▶ **What you have to do**: Go through the entries below and copy each line that holds the word "Deserialize".

▶ **Task inputs**:
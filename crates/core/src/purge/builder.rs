//! Purge header serialization.
//!
//! Turns a finalized accumulator into the value of the purge response
//! header. Every tag is namespaced per tenant; the wildcard is rewritten
//! according to the deployment (whole store, every tenant, or one tenant).

use std::sync::Arc;

use super::accumulator::PurgeAccumulator;
use super::hooks::HookRegistry;
use super::request::{AdminScope, RequestContext};
use crate::config::AppConfig;
use crate::content::TenantDirectory;
use crate::tag::{SiteOrigin, Tag, url_tag};
use crate::Error;

/// Response header that carries purge directives to the cache.
pub const PURGE_HEADER_NAME: &str = "X-LiteSpeed-Purge";

const WILDCARD: &str = "*";

/// Builds purge header values for one tenant.
#[derive(Clone)]
pub struct HeaderBuilder {
    prefix: String,
    blog_id: u64,
    multisite: bool,
    full_flush: bool,
    origin: SiteOrigin,
    hooks: Arc<HookRegistry>,
    tenants: Arc<dyn TenantDirectory>,
}

impl HeaderBuilder {
    pub fn from_config(
        config: &AppConfig, origin: SiteOrigin, hooks: Arc<HookRegistry>, tenants: Arc<dyn TenantDirectory>,
    ) -> Self {
        Self {
            prefix: config.tag_prefix.clone(),
            blog_id: config.blog_id,
            multisite: config.multisite,
            full_flush: config.full_flush,
            origin,
            hooks,
            tenants,
        }
    }

    /// Namespace prefix of one tenant, e.g. `lsc1_`.
    pub fn tenant_prefix(&self, blog_id: u64) -> String {
        format!("{}{}_", self.prefix, blog_id)
    }

    /// Run the extension hooks and fold the request-derived tags in.
    ///
    /// Safe to call more than once: the tag sets do not grow on repeat calls.
    pub fn finalize(&self, acc: &mut PurgeAccumulator, request: &mut RequestContext) {
        self.hooks.collect_into(acc);
        request.control = self.hooks.control(request.control);

        let single = if acc.single_purge_requested() {
            match url_tag(&self.origin, &request.request_uri) {
                Ok(tag) => Some(tag),
                Err(e) => {
                    tracing::warn!(uri = %request.request_uri, error = %e, "cannot derive url tag for single purge");
                    None
                }
            }
        } else {
            None
        };

        acc.finalize(single, &request.rendered_tags);
    }

    /// Finalize `acc` and serialize it into a header value.
    ///
    /// An empty string means no header should be sent.
    pub fn finalize_and_serialize(&self, acc: &mut PurgeAccumulator, request: &mut RequestContext) -> String {
        self.finalize(acc, request);

        if acc.is_empty() {
            return String::new();
        }

        let mut header = String::new();

        if !acc.public_tags().is_empty() {
            let built = match self.build(acc.public_tags(), request.admin_scope) {
                Ok(built) => built,
                Err(e) => {
                    tracing::warn!(error = %e, "dropping purge header");
                    return String::new();
                }
            };
            if built.is_empty() {
                return String::new();
            }

            header.push_str("public,");
            if request.control.is_stale() {
                header.push_str("stale,");
            }
            header.push_str("tag=");
            header.push_str(&built.join(","));
        }

        let private = acc.private_tags();
        if !private.is_empty() {
            if !header.is_empty() {
                header.push(';');
            }
            header.push_str("private,");
            if private.iter().any(Tag::is_wildcard) {
                header.push_str(WILDCARD);
            } else {
                header.push_str("tag=");
                header.push_str(&self.namespaced(private, self.blog_id).join(","));
            }
        }

        tracing::info!(header = %header, "emitting purge header");
        header
    }

    /// Namespace a tag list for the current tenant.
    ///
    /// Without a wildcard every tag is prefixed. With one, the result is the
    /// literal `*` under full flush, one bare prefix per tenant for a network
    /// admin on a multisite deployment, and the current tenant's bare prefix
    /// otherwise.
    ///
    /// # Errors
    ///
    /// Returns `Error::TenantListUnavailable` when the network path cannot
    /// enumerate tenants.
    pub fn build(&self, tags: &[Tag], scope: AdminScope) -> Result<Vec<String>, Error> {
        if !tags.iter().any(Tag::is_wildcard) {
            return Ok(self.namespaced(tags, self.blog_id));
        }

        if self.full_flush {
            return Ok(vec![WILDCARD.to_string()]);
        }

        if self.multisite && scope == AdminScope::Network {
            let tenants = self.tenants.tenant_ids()?;
            if tenants.is_empty() {
                return Err(Error::TenantListUnavailable);
            }
            tracing::info!(tenants = tenants.len(), "purging every tenant namespace");
            return Ok(tenants.into_iter().map(|id| self.tenant_prefix(id)).collect());
        }

        Ok(vec![self.tenant_prefix(self.blog_id)])
    }

    fn namespaced(&self, tags: &[Tag], blog_id: u64) -> Vec<String> {
        let prefix = self.tenant_prefix(blog_id);
        tags.iter().map(|tag| format!("{prefix}{tag}")).collect()
    }
}

impl std::fmt::Debug for HeaderBuilder {
    fn fmt(&self, f: &mut std::fmt::Formatter<'_>) -> std::fmt::Result {
        f.debug_struct("HeaderBuilder")
            .field("prefix", &self.prefix)
            .field("blog_id", &self.blog_id)
            .field("multisite", &self.multisite)
            .field("full_flush", &self.full_flush)
            .field("origin", &self.origin)
            .field("hooks", &self.hooks)
            .finish_non_exhaustive()
    }
}
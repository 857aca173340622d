//! MCP tool implementations.
//!
//! Every tool call is one purge cycle: a fresh accumulator is filled, the
//! purge header is serialized from it, and both are dropped when the call
//! returns.

use std::sync::Arc;

use rmcp::{
    ErrorData as McpError,
    model::{CallToolResult, Content},
};
use schemars::JsonSchema;
use serde::{Deserialize, Serialize};
use tagpurge_core::purge::Notice;
use tagpurge_core::{LiveSite, PURGE_HEADER_NAME, PurgeAccumulator, PurgeService, RequestContext, Tag};

use crate::error::ToolError;

pub mod purge_list;
pub mod purge_post;
pub mod purge_request;
pub mod purge_site;

/// Shared state every tool reads from.
///
/// Tools that look content up call [`LiveSite::refresh`] first and work on
/// the snapshot it returns.
#[derive(Debug, Clone)]
pub struct ToolState {
    pub service: Arc<PurgeService>,
    pub site: Arc<LiveSite>,
}

/// Output shared by every purge tool.
#[derive(Debug, Clone, Serialize, Deserialize, JsonSchema)]
pub struct PurgeOutput {
    /// Name of the response header to send.
    pub header_name: String,
    /// Header value; empty means no header should be sent.
    pub header: String,
    /// Per-entry messages, in input order.
    #[serde(default)]
    pub notices: Vec<Notice>,
    /// Tags resolved for a changed post.
    #[serde(default, skip_serializing_if = "Vec::is_empty")]
    pub resolved_tags: Vec<Tag>,
}

/// Serialize the accumulator and wrap the result as a tool response.
pub(crate) fn finish(
    state: &ToolState, acc: &mut PurgeAccumulator, request: &mut RequestContext, notices: Vec<Notice>,
    resolved_tags: Vec<Tag>,
) -> Result<CallToolResult, McpError> {
    let header = state.service.output(acc, request);
    let output = PurgeOutput { header_name: PURGE_HEADER_NAME.to_string(), header, notices, resolved_tags };

    let json = serde_json::to_string_pretty(&output)
        .map_err(|e| ToolError::OutputFailed(format!("Failed to serialize output: {e}")))?;

    Ok(CallToolResult::success(vec![Content::text(json)]))
}

#[cfg(test)]
pub(crate) mod test_support {
    use chrono::NaiveDate;
    use tagpurge_core::content::{CATEGORY_TAXONOMY, PostStatus, WidgetKind};
    use tagpurge_core::purge::HookRegistry;
    use tagpurge_core::{AppConfig, PostRecord, SiteDb};

    use super::*;

    pub fn record(id: u64, status: PostStatus) -> PostRecord {
        PostRecord {
            id,
            status,
            post_type: "post".into(),
            author_id: 3,
            published_at: NaiveDate::from_ymd_opt(2024, 6, 1).unwrap().and_hms_opt(8, 30, 0).unwrap(),
            permalink: Some(format!("https://example.com/post-{id}/")),
        }
    }

    pub async fn state_with(config: AppConfig) -> ToolState {
        let db = SiteDb::open_in_memory().await.unwrap();
        for (id, status) in [(5, PostStatus::Publish), (6, PostStatus::Pending)] {
            db.upsert_post(&record(id, status)).await.unwrap();
        }
        db.register_taxonomy("post", CATEGORY_TAXONOMY).await.unwrap();
        db.upsert_term(10, CATEGORY_TAXONOMY, "news").await.unwrap();
        db.upsert_term(11, CATEGORY_TAXONOMY, "sport").await.unwrap();
        db.assign_term(5, 10).await.unwrap();
        db.set_widget(WidgetKind::RecentComments, "recent-comments-2").await.unwrap();
        for id in [1, 2] {
            db.add_tenant(id, None).await.unwrap();
        }

        let site = Arc::new(LiveSite::load(db).await.unwrap());
        let service = PurgeService::new(&config, site.clone(), HookRegistry::new(), None).unwrap();
        ToolState { service: Arc::new(service), site }
    }

    pub async fn state() -> ToolState {
        state_with(AppConfig { site_url: "https://example.com".into(), ..Default::default() }).await
    }

    pub fn output_of(result: &CallToolResult) -> PurgeOutput {
        let content_val = serde_json::to_value(&result.content[0]).unwrap();
        let text = content_val
            .get("text")
            .and_then(|v| v.as_str())
            .expect("Expected text field in content");
        serde_json::from_str(text).unwrap()
    }
}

▶ **Task output**:
use serde::{Deserialize, Serialize};
#[derive(Debug, Clone, Serialize, Deserialize, JsonSchema)]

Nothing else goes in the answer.